**Records for processing**
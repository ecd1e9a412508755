//! Organization repository implementation.

use std::sync::Arc;

use pluginsync_core::error::{AppError, ErrorKind};
use pluginsync_core::result::AppResult;
use pluginsync_core::traits::store::DocumentStore;
use pluginsync_core::types::filter::DocumentFilter;
use pluginsync_core::types::id::OrganizationId;
use pluginsync_entity::organization::{ORGANIZATION_COLLECTION, Organization};

/// Read access to organization documents.
#[derive(Debug, Clone)]
pub struct OrganizationRepository {
    store: Arc<dyn DocumentStore>,
}

impl OrganizationRepository {
    /// Create a new organization repository.
    pub fn new(store: Arc<dyn DocumentStore>) -> Self {
        Self { store }
    }

    /// Find an organization by id.
    pub async fn find_by_id(&self, id: &OrganizationId) -> AppResult<Option<Organization>> {
        let Some(document) = self
            .store
            .find_one(ORGANIZATION_COLLECTION, &DocumentFilter::by_id(id.as_uuid()))
            .await?
        else {
            return Ok(None);
        };

        serde_json::from_value(document).map(Some).map_err(|e| {
            AppError::with_source(
                ErrorKind::Decode,
                format!("organization {id} has unexpected shape: {e}"),
                e,
            )
        })
    }
}
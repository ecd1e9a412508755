//! Application configuration schemas.
//!
//! All configuration structs are deserialized from TOML files via the
//! `config` crate. Each sub-module represents a logical configuration
//! section.

pub mod app;
pub mod database;
pub mod logging;
pub mod store;
pub mod sync;

use serde::{Deserialize, Serialize};

pub use self::app::{CorsConfig, ServerConfig};
pub use self::database::DatabaseConfig;
pub use self::logging::LoggingConfig;
pub use self::store::{StoreConfig, StoreProvider};
pub use self::sync::SyncConfig;

use crate::error::AppError;

/// Root application configuration.
///
/// This struct is the top-level deserialization target for the merged
/// TOML configuration files (default.toml + environment overlay).
#[derive(Debug, Clone, Default, Serialize, Deserialize)]
pub struct AppConfig {
    /// HTTP server settings.
    #[serde(default)]
    pub server: ServerConfig,
    /// Database connection settings.
    #[serde(default)]
    pub database: DatabaseConfig,
    /// Document store backend selection.
    #[serde(default)]
    pub store: StoreConfig,
    /// Plugin synchronization settings.
    #[serde(default)]
    pub sync: SyncConfig,
    /// Logging settings.
    #[serde(default)]
    pub logging: LoggingConfig,
}

impl AppConfig {
    /// Load configuration from TOML files.
    ///
    /// Merges the default configuration with an environment-specific overlay
    /// and environment variables prefixed with `PLUGINSYNC__`.
    pub fn load(env: &str) -> Result<Self, AppError> {
        let config = config::Config::builder()
            .add_source(config::File::with_name("config/default").required(false))
            .add_source(config::File::with_name(&format!("config/{env}")).required(false))
            .add_source(
                config::Environment::with_prefix("PLUGINSYNC")
                    .prefix_separator("__")
                    .separator("__")
                    .try_parsing(true),
            )
            .build()
            .map_err(|e| AppError::configuration(format!("Failed to build config: {e}")))?;

        config
            .try_deserialize()
            .map_err(|e| AppError::configuration(format!("Failed to deserialize config: {e}")))
    }
}
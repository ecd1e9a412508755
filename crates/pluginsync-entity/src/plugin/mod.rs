//! Plugin documents and their message queue.

pub mod message;
pub mod model;

pub use message::QueuedMessage;
pub use model::{CALLBACK_URL_FIELD, PLUGIN_COLLECTION, Plugin};
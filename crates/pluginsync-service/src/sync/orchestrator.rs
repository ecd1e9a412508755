//! The synchronize operation: resolve, enqueue everywhere, ping everywhere.

use std::sync::Arc;

use serde::Serialize;
use serde_json::Value;
use tracing::{error, info, warn};

use pluginsync_core::config::SyncConfig;
use pluginsync_core::result::AppResult;

use super::fanout::{FanOutReport, fan_out};
use super::ping::PingDispatcher;
use super::queue::QueueAppender;
use super::resolver::PluginResolver;

/// What a successful synchronize did.
#[derive(Debug, Clone, PartialEq, Eq, Serialize)]
pub struct SyncSummary {
    /// Plugins the event was delivered to, in installation order.
    pub plugins: Vec<String>,
    /// Number of queues appended to.
    pub queued: usize,
    /// Number of plugins pinged.
    pub pinged: usize,
}

/// Delivers one organization event to every installed plugin.
#[derive(Debug)]
pub struct SyncOrchestrator {
    resolver: PluginResolver,
    appender: Arc<QueueAppender>,
    dispatcher: Arc<PingDispatcher>,
    max_concurrency: usize,
}

impl SyncOrchestrator {
    /// Creates a new orchestrator.
    pub fn new(
        resolver: PluginResolver,
        appender: Arc<QueueAppender>,
        dispatcher: Arc<PingDispatcher>,
        config: &SyncConfig,
    ) -> Self {
        Self {
            resolver,
            appender,
            dispatcher,
            max_concurrency: config.max_concurrency,
        }
    }

    /// Queue `event` with `payload` for every plugin installed in the
    /// organization, then ping each of them.
    ///
    /// Pings start only after every append has finished, and only when all
    /// of them succeeded. On failure the error of the earliest failing
    /// plugin in installation order is returned.
    pub async fn synchronize(
        &self,
        organization_id: &str,
        event: &str,
        payload: Value,
    ) -> AppResult<SyncSummary> {
        let plugins = self.resolver.installed_plugins(organization_id).await?;
        if plugins.is_empty() {
            info!(organization_id, event, "No plugins installed, nothing to sync");
            return Ok(SyncSummary {
                plugins,
                queued: 0,
                pinged: 0,
            });
        }

        let queued = self
            .enqueue_all(&plugins, event, Arc::new(payload))
            .await
            .into_result()
            .inspect_err(|e| {
                error!(organization_id, event, error = %e, "Queueing failed, pings skipped");
            })?;

        let pinged = self.ping_all(&plugins).await.into_result()?;

        info!(organization_id, event, plugins = plugins.len(), "Organization synchronized");
        Ok(SyncSummary {
            plugins,
            queued,
            pinged,
        })
    }

    async fn enqueue_all(
        &self,
        plugins: &[String],
        event: &str,
        payload: Arc<Value>,
    ) -> FanOutReport {
        let event: Arc<str> = Arc::from(event);
        let report = fan_out(plugins, self.max_concurrency, |plugin_id| {
            let appender = Arc::clone(&self.appender);
            let event = Arc::clone(&event);
            let payload = Arc::clone(&payload);
            async move {
                appender
                    .append(&plugin_id, &event, &payload)
                    .await
                    .map(|_| ())
            }
        })
        .await;

        for (plugin_id, err) in &report.failures {
            warn!(plugin_id = %plugin_id, error = %err, "Failed to queue message");
        }
        report
    }

    async fn ping_all(&self, plugins: &[String]) -> FanOutReport {
        let report = fan_out(plugins, self.max_concurrency, |plugin_id| {
            let dispatcher = Arc::clone(&self.dispatcher);
            async move { dispatcher.ping(&plugin_id).await }
        })
        .await;

        for (plugin_id, err) in &report.failures {
            warn!(plugin_id = %plugin_id, error = %err, "Failed to ping plugin");
        }
        report
    }
}
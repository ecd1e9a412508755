//! Typed repositories over the document store.

pub mod organization;
pub mod plugin;

pub use organization::OrganizationRepository;
pub use plugin::PluginRepository;
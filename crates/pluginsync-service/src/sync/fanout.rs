//! Concurrent per-plugin execution with a join barrier.

use std::future::Future;
use std::sync::Arc;

use futures::future::join_all;
use tokio::sync::Semaphore;

use pluginsync_core::error::AppError;
use pluginsync_core::result::AppResult;

/// Outcome of running one operation against every target.
#[derive(Debug, Default)]
pub struct FanOutReport {
    /// Number of workers started.
    pub attempted: usize,
    /// Failed targets with their errors, in submission order.
    pub failures: Vec<(String, AppError)>,
}

impl FanOutReport {
    /// Number of workers that completed without error.
    pub fn succeeded(&self) -> usize {
        self.attempted - self.failures.len()
    }

    /// Whether every worker succeeded.
    pub fn is_success(&self) -> bool {
        self.failures.is_empty()
    }

    /// Collapse into the first failure in submission order, if any.
    pub fn into_result(self) -> AppResult<usize> {
        let attempted = self.attempted;
        match self.failures.into_iter().next() {
            Some((_, err)) => Err(err),
            None => Ok(attempted),
        }
    }
}

/// Run `op` once per target, concurrently, and wait for all of them.
///
/// Each target gets its own spawned task. When `max_concurrency` is
/// non-zero, at most that many run at once. No worker is cancelled when a
/// sibling fails.
pub async fn fan_out<F, Fut>(targets: &[String], max_concurrency: usize, op: F) -> FanOutReport
where
    F: Fn(String) -> Fut,
    Fut: Future<Output = AppResult<()>> + Send + 'static,
{
    let permits = (max_concurrency > 0).then(|| Arc::new(Semaphore::new(max_concurrency)));

    let handles: Vec<_> = targets
        .iter()
        .map(|target| {
            let work = op(target.clone());
            let permits = permits.clone();
            tokio::spawn(async move {
                let _permit = match permits {
                    Some(sem) => Some(sem.acquire_owned().await.map_err(|e| {
                        AppError::internal(format!("fan-out semaphore closed: {e}"))
                    })?),
                    None => None,
                };
                work.await
            })
        })
        .collect();

    let mut report = FanOutReport {
        attempted: targets.len(),
        failures: Vec::new(),
    };

    for (target, joined) in targets.iter().zip(join_all(handles).await) {
        let outcome = joined.unwrap_or_else(|e| {
            Err(AppError::internal(format!("worker for {target} aborted: {e}")))
        });
        if let Err(err) = outcome {
            report.failures.push((target.clone(), err));
        }
    }

    report
}
//! # pluginsync-core
//!
//! Core crate for PluginSync. Contains the document store trait,
//! configuration schemas, typed identifiers, document filters, and the
//! unified error system.
//!
//! This crate has **no** internal dependencies on other PluginSync crates.

pub mod config;
pub mod error;
pub mod result;
pub mod traits;
pub mod types;

pub use error::AppError;
pub use result::AppResult;
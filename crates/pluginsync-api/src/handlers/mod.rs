//! Request handlers, grouped by resource.

pub mod health;
pub mod plugin;
pub mod sync;
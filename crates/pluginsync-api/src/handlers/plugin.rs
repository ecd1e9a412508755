//! Plugin queue inspection.

use axum::Json;
use axum::extract::{Path, State};

use pluginsync_core::error::AppError;
use pluginsync_core::types::id::PluginId;

use crate::dto::response::{ApiResponse, QueueResponse};
use crate::error::ApiError;
use crate::state::AppState;

/// GET /api/plugins/{id}/queue
pub async fn get_queue(
    State(state): State<AppState>,
    Path(plugin_id): Path<String>,
) -> Result<Json<ApiResponse<QueueResponse>>, ApiError> {
    let id = PluginId::parse(&plugin_id)?;
    let plugin = state
        .plugin_repo
        .find_by_id(&id)
        .await?
        .ok_or_else(|| AppError::not_found(format!("plugin {id} does not exist")))?;

    Ok(Json(ApiResponse::ok(QueueResponse {
        plugin_id: plugin.id,
        queuepid: plugin.queue_sequence,
        messages: plugin.queue,
    })))
}
//! PostgreSQL connection pool management.

use std::time::Duration;

use sqlx::postgres::{PgPool, PgPoolOptions};
use tracing::info;

use pluginsync_core::config::DatabaseConfig;
use pluginsync_core::error::{AppError, ErrorKind};

/// Wrapper around the sqlx PostgreSQL connection pool.
#[derive(Debug, Clone)]
pub struct DatabasePool {
    pool: PgPool,
}

impl DatabasePool {
    /// Open a pool from configuration.
    pub async fn connect(config: &DatabaseConfig) -> Result<Self, AppError> {
        if config.url.is_empty() {
            return Err(AppError::configuration(
                "database.url is required for the postgres store",
            ));
        }

        info!(
            url = %mask_password(&config.url),
            max_connections = config.max_connections,
            "Connecting to PostgreSQL"
        );

        let pool = PgPoolOptions::new()
            .max_connections(config.max_connections)
            .min_connections(config.min_connections)
            .acquire_timeout(Duration::from_secs(config.connect_timeout_seconds))
            .idle_timeout(Duration::from_secs(config.idle_timeout_seconds))
            .connect(&config.url)
            .await
            .map_err(|e| {
                AppError::with_source(
                    ErrorKind::Database,
                    format!("Failed to connect to database: {e}"),
                    e,
                )
            })?;

        Ok(Self { pool })
    }

    /// Open a pool and bring the schema up to date.
    pub async fn connect_and_migrate(config: &DatabaseConfig) -> Result<Self, AppError> {
        let db = Self::connect(config).await?;
        crate::migration::run_migrations(&db.pool).await?;
        Ok(db)
    }

    /// Return a reference to the underlying sqlx pool.
    pub fn pool(&self) -> &PgPool {
        &self.pool
    }

    /// Close all connections in the pool.
    pub async fn close(&self) {
        self.pool.close().await;
        info!("Database pool closed");
    }
}

/// Mask the password portion of a database URL for safe logging.
fn mask_password(url: &str) -> String {
    let scheme_end = url.find("://").map(|p| p + 3).unwrap_or(0);
    match url.rfind('@') {
        Some(at) if at > scheme_end => match url[scheme_end..at].find(':') {
            Some(colon) => format!("{}:****{}", &url[..scheme_end + colon], &url[at..]),
            None => url.to_string(),
        },
        _ => url.to_string(),
    }
}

**What the task requires**
Check each line of the listing for "attempted". Show those that have it.

**Task answer**
    pub attempted: usize,
        self.attempted - self.failures.len()
        let attempted = self.attempted;
            None => Ok(attempted),
        attempted: targets.len(),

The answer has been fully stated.